**Exercise prompt**
What is the number of lines in these entries that include "input"? Write that number and no other text.

-- Exercise materials follows --

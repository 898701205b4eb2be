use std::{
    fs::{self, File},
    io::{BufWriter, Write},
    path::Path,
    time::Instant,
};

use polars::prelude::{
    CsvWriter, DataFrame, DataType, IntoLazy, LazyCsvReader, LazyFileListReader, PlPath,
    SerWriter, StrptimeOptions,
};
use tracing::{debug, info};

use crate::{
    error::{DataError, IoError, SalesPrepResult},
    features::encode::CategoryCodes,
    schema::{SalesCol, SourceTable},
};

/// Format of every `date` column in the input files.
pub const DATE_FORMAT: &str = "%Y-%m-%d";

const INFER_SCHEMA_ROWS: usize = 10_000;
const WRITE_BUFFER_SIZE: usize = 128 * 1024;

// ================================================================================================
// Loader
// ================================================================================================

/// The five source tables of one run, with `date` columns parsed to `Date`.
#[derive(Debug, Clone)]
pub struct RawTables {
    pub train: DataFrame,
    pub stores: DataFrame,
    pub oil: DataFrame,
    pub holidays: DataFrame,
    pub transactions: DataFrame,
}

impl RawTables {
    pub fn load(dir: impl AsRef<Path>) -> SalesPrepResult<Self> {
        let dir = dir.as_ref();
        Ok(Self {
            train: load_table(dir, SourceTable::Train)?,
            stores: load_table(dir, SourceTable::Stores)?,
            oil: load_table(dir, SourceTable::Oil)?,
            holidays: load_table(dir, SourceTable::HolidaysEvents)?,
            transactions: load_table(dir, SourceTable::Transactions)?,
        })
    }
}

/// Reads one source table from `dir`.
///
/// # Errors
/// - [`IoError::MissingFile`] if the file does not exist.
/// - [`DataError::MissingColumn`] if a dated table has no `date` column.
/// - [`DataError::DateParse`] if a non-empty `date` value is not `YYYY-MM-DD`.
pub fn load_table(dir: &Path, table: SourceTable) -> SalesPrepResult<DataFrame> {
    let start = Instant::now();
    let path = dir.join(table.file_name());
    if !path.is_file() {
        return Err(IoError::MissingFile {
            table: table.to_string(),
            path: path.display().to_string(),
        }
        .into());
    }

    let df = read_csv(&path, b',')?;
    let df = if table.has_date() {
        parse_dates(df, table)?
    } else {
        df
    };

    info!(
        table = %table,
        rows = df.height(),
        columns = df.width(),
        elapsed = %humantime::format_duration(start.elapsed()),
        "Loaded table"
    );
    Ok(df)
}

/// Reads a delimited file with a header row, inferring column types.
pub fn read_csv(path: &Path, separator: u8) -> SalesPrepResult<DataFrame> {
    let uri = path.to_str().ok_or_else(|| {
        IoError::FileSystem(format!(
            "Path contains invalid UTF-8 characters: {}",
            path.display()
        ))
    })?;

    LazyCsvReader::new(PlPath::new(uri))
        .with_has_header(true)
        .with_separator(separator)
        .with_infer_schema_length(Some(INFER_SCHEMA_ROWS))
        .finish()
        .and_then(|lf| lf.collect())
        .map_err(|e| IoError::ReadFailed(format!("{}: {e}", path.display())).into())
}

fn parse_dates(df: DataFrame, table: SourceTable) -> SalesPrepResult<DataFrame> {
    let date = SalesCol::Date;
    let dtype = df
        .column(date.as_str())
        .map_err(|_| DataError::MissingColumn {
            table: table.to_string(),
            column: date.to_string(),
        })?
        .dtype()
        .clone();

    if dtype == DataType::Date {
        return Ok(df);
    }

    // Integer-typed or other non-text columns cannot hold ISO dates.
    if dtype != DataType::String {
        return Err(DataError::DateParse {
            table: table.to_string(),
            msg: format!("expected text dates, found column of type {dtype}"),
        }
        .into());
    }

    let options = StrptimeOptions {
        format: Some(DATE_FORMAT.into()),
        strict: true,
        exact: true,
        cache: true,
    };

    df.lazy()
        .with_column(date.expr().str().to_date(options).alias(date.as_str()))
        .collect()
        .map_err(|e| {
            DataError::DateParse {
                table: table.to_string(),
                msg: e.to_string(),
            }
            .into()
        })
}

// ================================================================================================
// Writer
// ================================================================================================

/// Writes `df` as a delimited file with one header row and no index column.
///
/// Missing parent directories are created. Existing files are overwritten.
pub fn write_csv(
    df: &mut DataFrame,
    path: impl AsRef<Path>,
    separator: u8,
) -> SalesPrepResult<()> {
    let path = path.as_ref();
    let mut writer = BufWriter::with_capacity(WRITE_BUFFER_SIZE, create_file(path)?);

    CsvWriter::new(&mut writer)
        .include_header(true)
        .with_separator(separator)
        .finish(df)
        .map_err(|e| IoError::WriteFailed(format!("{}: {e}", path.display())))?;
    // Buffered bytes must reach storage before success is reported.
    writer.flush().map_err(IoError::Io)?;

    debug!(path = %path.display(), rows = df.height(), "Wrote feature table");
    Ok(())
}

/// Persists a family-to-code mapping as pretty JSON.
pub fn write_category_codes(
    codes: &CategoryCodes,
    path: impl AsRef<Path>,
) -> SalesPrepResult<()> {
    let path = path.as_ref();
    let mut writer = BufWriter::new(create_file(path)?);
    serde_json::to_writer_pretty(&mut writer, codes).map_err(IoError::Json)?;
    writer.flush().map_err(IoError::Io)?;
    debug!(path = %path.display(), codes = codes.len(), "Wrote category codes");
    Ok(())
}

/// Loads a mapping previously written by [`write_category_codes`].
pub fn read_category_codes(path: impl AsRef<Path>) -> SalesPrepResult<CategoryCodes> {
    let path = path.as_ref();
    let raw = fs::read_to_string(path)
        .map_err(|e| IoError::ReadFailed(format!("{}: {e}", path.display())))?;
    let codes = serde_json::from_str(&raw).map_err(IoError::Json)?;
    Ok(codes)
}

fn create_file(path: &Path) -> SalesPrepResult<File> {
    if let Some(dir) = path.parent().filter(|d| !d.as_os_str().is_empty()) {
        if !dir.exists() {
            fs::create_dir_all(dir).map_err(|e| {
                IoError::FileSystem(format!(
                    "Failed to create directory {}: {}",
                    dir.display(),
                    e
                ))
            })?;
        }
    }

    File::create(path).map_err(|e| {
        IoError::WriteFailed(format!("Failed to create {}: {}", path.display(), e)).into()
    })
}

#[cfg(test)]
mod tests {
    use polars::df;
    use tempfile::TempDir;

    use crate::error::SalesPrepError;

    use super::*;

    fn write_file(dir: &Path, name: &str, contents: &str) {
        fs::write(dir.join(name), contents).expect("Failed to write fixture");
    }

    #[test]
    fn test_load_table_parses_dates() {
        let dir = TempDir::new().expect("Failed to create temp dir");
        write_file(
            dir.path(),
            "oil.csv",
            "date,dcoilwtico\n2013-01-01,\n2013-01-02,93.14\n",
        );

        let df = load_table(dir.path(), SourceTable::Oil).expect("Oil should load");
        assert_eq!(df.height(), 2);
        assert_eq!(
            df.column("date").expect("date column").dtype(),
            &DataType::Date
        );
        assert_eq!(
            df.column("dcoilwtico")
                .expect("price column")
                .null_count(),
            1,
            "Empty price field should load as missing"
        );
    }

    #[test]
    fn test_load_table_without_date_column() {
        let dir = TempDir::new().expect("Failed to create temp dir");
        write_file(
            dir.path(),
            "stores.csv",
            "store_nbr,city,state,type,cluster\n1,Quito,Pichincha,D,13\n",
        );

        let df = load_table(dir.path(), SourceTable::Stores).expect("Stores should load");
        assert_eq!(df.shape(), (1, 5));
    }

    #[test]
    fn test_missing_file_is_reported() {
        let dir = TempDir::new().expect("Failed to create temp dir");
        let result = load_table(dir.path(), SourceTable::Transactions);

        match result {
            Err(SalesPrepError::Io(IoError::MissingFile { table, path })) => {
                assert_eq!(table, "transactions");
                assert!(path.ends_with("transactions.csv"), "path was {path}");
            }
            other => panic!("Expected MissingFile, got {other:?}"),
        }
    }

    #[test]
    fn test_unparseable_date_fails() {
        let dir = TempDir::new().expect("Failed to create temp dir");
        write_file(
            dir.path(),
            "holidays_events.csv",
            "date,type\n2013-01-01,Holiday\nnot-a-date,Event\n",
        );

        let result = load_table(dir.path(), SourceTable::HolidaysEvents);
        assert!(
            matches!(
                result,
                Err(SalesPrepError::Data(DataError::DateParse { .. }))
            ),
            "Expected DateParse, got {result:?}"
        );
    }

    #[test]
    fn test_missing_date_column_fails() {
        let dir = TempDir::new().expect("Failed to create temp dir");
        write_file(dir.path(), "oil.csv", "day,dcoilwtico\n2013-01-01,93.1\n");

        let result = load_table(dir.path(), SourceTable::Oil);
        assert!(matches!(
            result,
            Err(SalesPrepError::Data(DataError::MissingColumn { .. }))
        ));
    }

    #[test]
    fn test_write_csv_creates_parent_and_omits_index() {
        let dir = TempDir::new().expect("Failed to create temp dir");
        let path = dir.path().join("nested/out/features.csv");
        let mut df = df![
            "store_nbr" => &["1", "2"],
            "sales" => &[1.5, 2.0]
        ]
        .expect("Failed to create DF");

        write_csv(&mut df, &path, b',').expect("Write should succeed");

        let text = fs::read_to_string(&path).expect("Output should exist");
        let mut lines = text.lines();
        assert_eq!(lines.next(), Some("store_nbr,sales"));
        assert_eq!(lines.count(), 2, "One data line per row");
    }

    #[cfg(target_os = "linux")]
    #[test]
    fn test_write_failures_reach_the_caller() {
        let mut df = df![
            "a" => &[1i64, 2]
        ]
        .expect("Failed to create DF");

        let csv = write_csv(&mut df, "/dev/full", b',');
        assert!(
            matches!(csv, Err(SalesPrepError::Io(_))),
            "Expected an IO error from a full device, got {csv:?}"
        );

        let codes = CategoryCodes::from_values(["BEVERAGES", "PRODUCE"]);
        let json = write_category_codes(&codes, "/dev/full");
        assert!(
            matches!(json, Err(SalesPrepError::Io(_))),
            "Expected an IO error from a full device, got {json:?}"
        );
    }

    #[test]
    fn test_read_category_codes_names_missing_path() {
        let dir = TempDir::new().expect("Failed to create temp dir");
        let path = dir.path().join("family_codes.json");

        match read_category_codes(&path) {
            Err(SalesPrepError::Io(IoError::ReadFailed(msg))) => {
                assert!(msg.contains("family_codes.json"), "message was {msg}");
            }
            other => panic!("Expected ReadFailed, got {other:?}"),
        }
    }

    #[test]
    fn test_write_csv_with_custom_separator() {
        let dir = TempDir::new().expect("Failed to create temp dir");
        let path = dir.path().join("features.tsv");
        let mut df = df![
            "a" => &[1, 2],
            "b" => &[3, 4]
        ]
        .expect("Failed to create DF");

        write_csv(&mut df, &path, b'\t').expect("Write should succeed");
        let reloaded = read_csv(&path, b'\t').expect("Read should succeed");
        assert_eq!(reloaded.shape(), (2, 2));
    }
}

-- Exercise materials concluded --
-- Exercise materials follows --

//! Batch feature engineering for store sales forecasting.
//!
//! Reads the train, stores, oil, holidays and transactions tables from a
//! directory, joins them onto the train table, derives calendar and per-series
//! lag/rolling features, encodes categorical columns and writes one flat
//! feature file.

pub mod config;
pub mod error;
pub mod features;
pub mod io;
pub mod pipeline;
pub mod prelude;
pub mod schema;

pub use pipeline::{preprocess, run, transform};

-- Exercise materials concluded --
-- Exercise materials follows --

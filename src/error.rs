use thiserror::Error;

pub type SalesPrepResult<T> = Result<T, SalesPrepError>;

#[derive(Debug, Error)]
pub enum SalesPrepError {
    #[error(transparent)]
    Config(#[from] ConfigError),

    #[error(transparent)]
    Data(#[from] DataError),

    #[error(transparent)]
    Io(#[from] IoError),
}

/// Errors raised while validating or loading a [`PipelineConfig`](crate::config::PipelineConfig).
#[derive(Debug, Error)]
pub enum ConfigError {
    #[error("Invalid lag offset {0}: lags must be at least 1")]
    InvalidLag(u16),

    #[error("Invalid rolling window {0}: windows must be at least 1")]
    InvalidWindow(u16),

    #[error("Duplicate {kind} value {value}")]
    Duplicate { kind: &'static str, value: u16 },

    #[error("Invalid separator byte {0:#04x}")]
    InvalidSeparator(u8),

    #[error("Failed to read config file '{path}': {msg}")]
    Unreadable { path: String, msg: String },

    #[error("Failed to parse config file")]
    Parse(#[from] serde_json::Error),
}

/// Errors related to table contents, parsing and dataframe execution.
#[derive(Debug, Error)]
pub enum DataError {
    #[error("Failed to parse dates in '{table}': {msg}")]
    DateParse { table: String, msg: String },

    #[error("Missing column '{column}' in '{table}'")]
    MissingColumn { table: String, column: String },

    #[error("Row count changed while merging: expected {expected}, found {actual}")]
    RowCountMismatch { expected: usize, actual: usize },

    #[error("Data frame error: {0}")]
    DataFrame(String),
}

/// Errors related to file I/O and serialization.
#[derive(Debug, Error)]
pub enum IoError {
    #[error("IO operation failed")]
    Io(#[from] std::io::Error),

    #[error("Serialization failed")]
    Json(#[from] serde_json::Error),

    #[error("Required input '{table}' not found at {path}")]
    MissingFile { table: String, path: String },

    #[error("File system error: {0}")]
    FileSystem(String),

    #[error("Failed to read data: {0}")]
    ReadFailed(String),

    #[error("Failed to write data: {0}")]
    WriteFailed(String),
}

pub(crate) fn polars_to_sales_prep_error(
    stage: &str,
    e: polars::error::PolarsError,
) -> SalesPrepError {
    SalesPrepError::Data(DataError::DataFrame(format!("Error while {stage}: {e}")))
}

-- Exercise materials concluded --

**Solution for this problem**
2